### Competitive Distribution Estimation: Why is Good-Turing Good

**Abstract:**
Estimating distributions over large alphabets is a fundamental
machine-learning tenet. Yet no method is known to estimate all
distributions well. For example, add-constant estimators are nearly
min-max optimal but often perform poorly in practice, and practical
estimators such as absolute discounting, Jelinek-Mercer, and
Good-Turing are not known to be near optimal for essentially any
distribution.

We describe the first universally near-optimal probability estimators.
For every discrete distribution, they are provably nearly the best in
the following two competitive ways. First they estimate every
distribution nearly as well as the best estimator designed with prior
knowledge of the distribution up to a permutation. Second, they
estimate every distribution nearly as well as the best estimator
designed with prior knowledge of the exact distribution, but as all
natural estimators, restricted to assign the same probability to all
symbols appearing the same number of times.

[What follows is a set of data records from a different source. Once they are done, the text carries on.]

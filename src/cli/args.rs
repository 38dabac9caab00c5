//! Command line argument parsing

use crate::core::resolver::ResolverOptions;
use crate::core::video_info::{FormatSelector, QualitySelector};
use crate::platform::client::HttpClientConfig;
use clap::Parser;
use std::path::PathBuf;
use std::time::Duration;

/// kvsget - resolve and download videos from KVS-powered ThisVid pages
#[derive(Parser, Debug)]
#[command(author, version, about, long_about = None)]
pub struct Args {
    /// Video, embed, member or playlist page URL
    pub url: String,

    /// Format selector (e.g. 'best', 'worst', '720p', 'height<=480', 'id=video_alt_url')
    #[arg(short, long, value_name = "FORMAT", default_value = "best")]
    pub format: String,

    /// Output path (file or directory)
    #[arg(short, long, value_name = "PATH")]
    pub output: Option<PathBuf>,

    /// HTTP timeout (e.g., 30s, 1m)
    #[arg(long, value_name = "DURATION", default_value = "30s")]
    pub timeout: humantime::Duration,

    /// HTTP retries for transient errors
    #[arg(long, default_value = "3")]
    pub retries: u32,

    /// Delay before the first retry, doubled on each attempt (e.g., 200ms, 1s)
    #[arg(long, value_name = "DURATION", default_value = "200ms")]
    pub retry_delay: humantime::Duration,

    /// Download rate limit (e.g., 2MiB/s, 500KiB/s)
    #[arg(long, value_name = "RATE")]
    pub rate_limit: Option<String>,

    /// Override User-Agent header
    #[arg(long, value_name = "USER_AGENT")]
    pub user_agent: Option<String>,

    /// Proxy URL (http/https/socks)
    #[arg(long, value_name = "URL")]
    pub proxy: Option<String>,

    /// Print the selected media URL and exit (no download)
    #[arg(short = 'g', long)]
    pub print_url: bool,

    /// Print resolved metadata as JSON and exit
    #[arg(short = 'j', long)]
    pub dump_json: bool,

    /// List available formats and exit
    #[arg(short = 'F', long)]
    pub list_formats: bool,

    /// For playlist URLs, download only the featured video
    #[arg(long)]
    pub no_playlist: bool,

    /// Max listing entries to process (0 means all)
    #[arg(long, default_value = "0")]
    pub limit: usize,

    /// Max listing pages to walk
    #[arg(long, default_value = "50")]
    pub max_pages: usize,

    /// Disable progress output
    #[arg(long)]
    pub no_progress: bool,

    /// Verbose output
    #[arg(short, long)]
    pub verbose: bool,

    /// Quiet output (only errors)
    #[arg(short, long)]
    pub quiet: bool,
}

impl Args {
    /// Get HTTP timeout as Duration
    pub fn timeout_duration(&self) -> Duration {
        self.timeout.into()
    }

    /// Parse rate limit string to bytes per second
    pub fn parse_rate_limit(&self) -> Option<u64> {
        self.rate_limit.as_deref().and_then(parse_rate_limit)
    }

    /// Listing entry limit, `None` for all
    pub fn listing_limit(&self) -> Option<usize> {
        (self.limit > 0).then_some(self.limit)
    }

    /// Parse the `--format` selector
    pub fn format_selector(&self) -> Result<FormatSelector, String> {
        let quality: QualitySelector = self.format.parse()?;
        Ok(FormatSelector::new(quality))
    }

    /// HTTP client configuration from the network flags
    pub fn http_config(&self) -> HttpClientConfig {
        let mut config = HttpClientConfig::default()
            .with_timeout(self.timeout_duration())
            .with_max_retries(self.retries)
            .with_retry_delay(self.retry_delay.into());
        if let Some(user_agent) = &self.user_agent {
            config = config.with_user_agent(user_agent.clone());
        }
        if let Some(proxy) = &self.proxy {
            config = config.with_proxy(proxy.clone());
        }
        config
    }

    /// Resolver options from the listing flags
    pub fn resolver_options(&self) -> ResolverOptions {
        ResolverOptions {
            noplaylist: self.no_playlist,
            max_listing_pages: self.max_pages.max(1),
        }
    }

    /// Check if nothing should be downloaded
    pub fn is_simulation(&self) -> bool {
        self.print_url || self.dump_json || self.list_formats
    }

    /// Get output verbosity level
    pub fn verbosity_level(&self) -> VerbosityLevel {
        if self.quiet {
            VerbosityLevel::Quiet
        } else if self.verbose {
            VerbosityLevel::Verbose
        } else {
            VerbosityLevel::Normal
        }
    }
}

impl Default for Args {
    fn default() -> Self {
        Self {
            url: String::new(),
            format: "best".to_string(),
            output: None,
            timeout: humantime::Duration::from(Duration::from_secs(30)),
            retries: 3,
            retry_delay: humantime::Duration::from(Duration::from_millis(200)),
            rate_limit: None,
            user_agent: None,
            proxy: None,
            print_url: false,
            dump_json: false,
            list_formats: false,
            no_playlist: false,
            limit: 0,
            max_pages: 50,
            no_progress: false,
            verbose: false,
            quiet: false,
        }
    }
}

/// Output verbosity level
#[derive(Debug, Clone, Copy, PartialEq, Eq)]
pub enum VerbosityLevel {
    /// Quiet (only errors)
    Quiet,
    /// Normal
    Normal,
    /// Verbose (debug info)
    Verbose,
}

/// Parse rate limit string to bytes per second
pub fn parse_rate_limit(rate: &str) -> Option<u64> {
    let rate = rate.trim().to_uppercase();
    let rate = rate.trim_end_matches("/S");
    if rate.is_empty() {
        return None;
    }

    let number_end = rate
        .char_indices()
        .find(|(_, c)| !(c.is_ascii_digit() || *c == '.'))
        .map_or(rate.len(), |(i, _)| i);
    if number_end == 0 {
        return None;
    }

    let number: f64 = rate[..number_end].parse().ok()?;
    if number <= 0.0 {
        return None;
    }

    let multiplier: u64 = match rate[number_end..].trim() {
        "B" | "" => 1,
        "KB" | "K" => 1000,
        "KIB" => 1024,
        "MB" | "M" => 1000 * 1000,
        "MIB" => 1024 * 1024,
        "GB" | "G" => 1000 * 1000 * 1000,
        "GIB" => 1024 * 1024 * 1024,
        _ => return None,
    };

    Some((number * multiplier as f64) as u64)
}

#[cfg(test)]
mod tests {
    use super::*;

    #[test]
    fn test_parse_rate_limit() {
        assert_eq!(parse_rate_limit("1MB/s"), Some(1000 * 1000));
        assert_eq!(parse_rate_limit("1MiB/s"), Some(1024 * 1024));
        assert_eq!(parse_rate_limit("500KiB"), Some(500 * 1024));
        assert_eq!(parse_rate_limit("1.5M"), Some(1500 * 1000));
        assert_eq!(parse_rate_limit(" 1mb/s "), Some(1000 * 1000));
        assert_eq!(parse_rate_limit("1024"), Some(1024));
        assert_eq!(parse_rate_limit("0"), None);
        assert_eq!(parse_rate_limit("-1MB"), None);
        assert_eq!(parse_rate_limit(""), None);
        assert_eq!(parse_rate_limit("1XB"), None);
    }

    #[test]
    fn test_parse_from_command_line() {
        let args = Args::parse_from([
            "kvsget",
            "-F",
            "--no-playlist",
            "--timeout",
            "1m",
            "--limit",
            "5",
            "--retry-delay",
            "2s",
            "https://thisvid.com/playlist/6615/video/big-italian-booty-28/",
        ]);
        assert!(args.list_formats);
        assert!(args.is_simulation());
        assert!(args.resolver_options().noplaylist);
        assert_eq!(args.timeout_duration(), Duration::from_secs(60));
        assert_eq!(args.listing_limit(), Some(5));
        assert_eq!(args.http_config().retry_delay, Duration::from_secs(2));
        assert_eq!(args.format, "best");
    }

    #[test]
    fn test_args_verbosity_level() {
        let args = Args {
            quiet: true,
            verbose: true,
            ..Default::default()
        };
        assert_eq!(args.verbosity_level(), VerbosityLevel::Quiet);

        let args = Args {
            verbose: true,
            ..Default::default()
        };
        assert_eq!(args.verbosity_level(), VerbosityLevel::Verbose);
        assert_eq!(Args::default().verbosity_level(), VerbosityLevel::Normal);
    }

    #[test]
    fn test_http_config() {
        let args = Args {
            retries: 5,
            retry_delay: humantime::Duration::from(Duration::from_secs(1)),
            user_agent: Some("Custom Agent".to_string()),
            proxy: Some("http://proxy:8080".to_string()),
            ..Default::default()
        };
        let config = args.http_config();
        assert_eq!(config.max_retries, 5);
        assert_eq!(config.retry_delay, Duration::from_secs(1));
        assert_eq!(config.user_agent.as_deref(), Some("Custom Agent"));
        assert_eq!(config.proxy_url.as_deref(), Some("http://proxy:8080"));
        assert_eq!(config.timeout, Duration::from_secs(30));
    }

    #[test]
    fn test_format_selector() {
        let args = Args {
            format: "height<=720".to_string(),
            ..Default::default()
        };
        assert_eq!(
            args.format_selector().unwrap().quality,
            QualitySelector::HeightLessOrEqual(720)
        );

        let args = Args {
            format: "height<=tall".to_string(),
            ..Default::default()
        };
        assert!(args.format_selector().is_err());
    }

    #[test]
    fn test_listing_defaults() {
        let args = Args::default();
        assert_eq!(args.listing_limit(), None);
        assert_eq!(args.resolver_options().max_listing_pages, 50);
        assert!(!args.is_simulation());
    }
}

Specifically, for distributions over k symbols and n samples, we
show that for both comparisons, a simple variant of Good-Turing
estimator is always within KL divergence of (3+o(1))/n^{1/3} from
the best estimator, and that a more involved estimator is within
Õ(min(k/n,1/&rad;n)). Conversely, we show that
any estimator must have a KL divergence at least
*Ω*(min(k/n,1/n^{2/3})) over the best estimator for
the first comparison, and at least
*Ω*(min(k/n,1/&rad;n)) for the second.